Materials provided>
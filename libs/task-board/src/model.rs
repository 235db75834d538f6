use chrono::{DateTime, NaiveDate, NaiveDateTime, Utc};
use serde::{Deserialize, Deserializer, Serialize};
use uuid::Uuid;

#[derive(Debug, Clone, Copy, PartialEq, Eq, Hash, Default, Serialize, Deserialize)]
pub enum Priority {
    Low,
    #[default]
    Medium,
    High,
}

impl Priority {
    pub fn rank(self) -> u8 {
        match self {
            Priority::High => 3,
            Priority::Medium => 2,
            Priority::Low => 1,
        }
    }
}

impl std::str::FromStr for Priority {
    type Err = String;

    fn from_str(s: &str) -> Result<Self, Self::Err> {
        match s.trim().to_ascii_lowercase().as_str() {
            "low" => Ok(Priority::Low),
            "medium" => Ok(Priority::Medium),
            "high" => Ok(Priority::High),
            other => Err(format!("unknown priority '{other}'")),
        }
    }
}

/// Task as returned by the server.
#[derive(Debug, Clone, PartialEq, Eq, Deserialize)]
pub struct RemoteTask {
    pub id: Uuid,
    pub title: String,
    pub completed: bool,
    pub created_at: DateTime<Utc>,
    #[serde(default)]
    pub updated_at: Option<DateTime<Utc>>,
}

/// Body of `PUT /api/tasks/{id}`.
#[derive(Debug, Clone, Default, PartialEq, Eq, Serialize)]
pub struct TaskUpdate {
    #[serde(skip_serializing_if = "Option::is_none")]
    pub title: Option<String>,
    #[serde(skip_serializing_if = "Option::is_none")]
    pub completed: Option<bool>,
}

/// Client-owned annotations persisted under [`crate::TASKS_KEY`].
#[derive(Debug, Clone, PartialEq, Eq, Serialize, Deserialize)]
#[serde(rename_all = "camelCase")]
pub struct LocalMeta {
    #[serde(alias = "_id")]
    pub id: Uuid,
    #[serde(
        default,
        skip_serializing_if = "Option::is_none",
        deserialize_with = "lenient_timestamp"
    )]
    pub due_at: Option<DateTime<Utc>>,
    #[serde(default)]
    pub priority: Priority,
}

/// Server fields merged with the local annotations.
#[derive(Debug, Clone, PartialEq, Eq)]
pub struct BoardTask {
    pub id: Uuid,
    pub title: String,
    pub completed: bool,
    pub created_at: DateTime<Utc>,
    pub priority: Priority,
    pub due_at: Option<DateTime<Utc>>,
}

impl BoardTask {
    /// Tasks without a cache entry get `Medium` and no due time.
    pub fn merge(remote: RemoteTask, meta: Option<&LocalMeta>) -> Self {
        Self {
            id: remote.id,
            title: remote.title,
            completed: remote.completed,
            created_at: remote.created_at,
            priority: meta.map(|m| m.priority).unwrap_or_default(),
            due_at: meta.and_then(|m| m.due_at),
        }
    }

    /// Takes the server-owned fields, keeps the local annotations.
    pub fn apply_remote(&mut self, remote: RemoteTask) {
        self.title = remote.title;
        self.completed = remote.completed;
        self.created_at = remote.created_at;
    }

    pub fn meta(&self) -> LocalMeta {
        LocalMeta {
            id: self.id,
            due_at: self.due_at,
            priority: self.priority,
        }
    }
}

/// Accepts RFC 3339, a bare `YYYY-MM-DD` (midnight UTC) or a naive
/// `YYYY-MM-DDTHH:MM:SS[.f]` (UTC). Anything else reads as no due time.
fn lenient_timestamp<'de, D>(deserializer: D) -> Result<Option<DateTime<Utc>>, D::Error>
where
    D: Deserializer<'de>,
{
    let raw: Option<String> = Option::deserialize(deserializer)?;
    Ok(raw.as_deref().and_then(parse_timestamp))
}

pub(crate) fn parse_timestamp(raw: &str) -> Option<DateTime<Utc>> {
    let raw = raw.trim();
    if let Ok(dt) = DateTime::parse_from_rfc3339(raw) {
        return Some(dt.with_timezone(&Utc));
    }
    if let Ok(naive) = NaiveDateTime::parse_from_str(raw, "%Y-%m-%dT%H:%M:%S%.f") {
        return Some(naive.and_utc());
    }
    NaiveDate::parse_from_str(raw, "%Y-%m-%d")
        .ok()
        .and_then(|d| d.and_hms_opt(0, 0, 0))
        .map(|naive| naive.and_utc())
}
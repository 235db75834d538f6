use std::sync::Arc;

use auth::AuthUser;
use axum::{
    extract::{Json, Path, Query},
    http::{StatusCode, Uri},
    Extension,
};
use modkit::ProblemResponse;
use tracing::{debug, warn};
use uuid::Uuid;

use crate::api::rest::dto::{CreateTaskReq, ListTasksQuery, MessageDto, TaskDto, UpdateTaskReq};
use crate::api::rest::error::map_domain_error;
use crate::domain::service::Service;

pub async fn create_task(
    uri: Uri,
    AuthUser(principal): AuthUser,
    Extension(svc): Extension<Arc<Service>>,
    Json(req_body): Json<CreateTaskReq>,
) -> Result<(StatusCode, Json<TaskDto>), ProblemResponse> {
    match svc.create_task(principal.user_id, req_body.into()).await {
        Ok(task) => Ok((StatusCode::CREATED, Json(TaskDto::from(task)))),
        Err(e) => {
            warn!("Failed to create task: {}", e);
            Err(map_domain_error(&e, uri.path()))
        }
    }
}

pub async fn list_tasks(
    uri: Uri,
    AuthUser(principal): AuthUser,
    Extension(svc): Extension<Arc<Service>>,
    Query(query): Query<ListTasksQuery>,
) -> Result<Json<Vec<TaskDto>>, ProblemResponse> {
    if let Some(priority) = &query.priority {
        debug!(%priority, "Ignoring priority filter");
    }

    match svc.list_tasks(principal.user_id, query.into()).await {
        Ok(tasks) => Ok(Json(tasks.into_iter().map(TaskDto::from).collect())),
        Err(e) => {
            warn!("Failed to list tasks: {}", e);
            Err(map_domain_error(&e, uri.path()))
        }
    }
}

pub async fn update_task(
    uri: Uri,
    AuthUser(principal): AuthUser,
    Extension(svc): Extension<Arc<Service>>,
    Path(id): Path<Uuid>,
    Json(req_body): Json<UpdateTaskReq>,
) -> Result<Json<TaskDto>, ProblemResponse> {
    match svc.update_task(principal.user_id, id, req_body.into()).await {
        Ok(task) => Ok(Json(TaskDto::from(task))),
        Err(e) => {
            warn!("Failed to update task {}: {}", id, e);
            Err(map_domain_error(&e, uri.path()))
        }
    }
}

pub async fn delete_task(
    uri: Uri,
    AuthUser(principal): AuthUser,
    Extension(svc): Extension<Arc<Service>>,
    Path(id): Path<Uuid>,
) -> Result<Json<MessageDto>, ProblemResponse> {
    match svc.delete_task(principal.user_id, id).await {
        Ok(_) => Ok(Json(MessageDto {
            message: "Task deleted".to_string(),
        })),
        Err(e) => {
            warn!("Failed to delete task {}: {}", id, e);
            Err(map_domain_error(&e, uri.path()))
        }
    }
}
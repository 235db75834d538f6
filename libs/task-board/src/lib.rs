//! Client-side task board for the TaskFlow API.
//!
//! [`TaskBoard`] keeps the user's tasks in memory, merges the server fields
//! with locally cached annotations (priority, due time), and derives the
//! filtered and sorted view. Every successful mutation is written back to a
//! [`LocalCache`].

pub mod board;
pub mod cache;
pub mod error;
pub mod model;
pub mod remote;
pub mod session;
pub mod view;

pub use board::{BoardConfig, TaskBoard};
pub use cache::{FileCache, LocalCache, MemoryCache, TASKS_KEY, TOKEN_KEY, USER_KEY};
pub use error::BoardError;
pub use model::{BoardTask, LocalMeta, Priority, RemoteTask, TaskUpdate};
pub use remote::{HttpApi, RegisteredUser, TasksRemote};
pub use session::{Session, SessionUser};
pub use view::{derive, summarize, Filter, SortMode, Summary, ViewState};
use std::sync::Arc;

use axum::{routing::post, Extension, Router};

use crate::api::rest::handlers;
use crate::domain::service::Service;

/// `POST /api/auth/register`, `POST /api/auth/login`.
pub fn register_routes(router: Router, service: Arc<Service>) -> anyhow::Result<Router> {
    let auth = Router::new()
        .route("/api/auth/register", post(handlers::register))
        .route("/api/auth/login", post(handlers::login))
        .layer(Extension(service));

    Ok(router.merge(auth))
}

Task objective>
Set down the lines of the listing word for word, from its first line through the line containing "type Err = String;". Both of those lines belong in the answer, and no others do.

Task output>
filename libs/task-board/src/model.rs
repository 235db75834d538f6
use chrono::{DateTime, NaiveDate, NaiveDateTime, Utc};
use serde::{Deserialize, Deserializer, Serialize};
use uuid::Uuid;

#[derive(Debug, Clone, Copy, PartialEq, Eq, Hash, Default, Serialize, Deserialize)]
pub enum Priority {
    Low,
    #[default]
    Medium,
    High,
}

impl Priority {
    pub fn rank(self) -> u8 {
        match self {
            Priority::High => 3,
            Priority::Medium => 2,
            Priority::Low => 1,
        }
    }
}

impl std::str::FromStr for Priority {
    type Err = String;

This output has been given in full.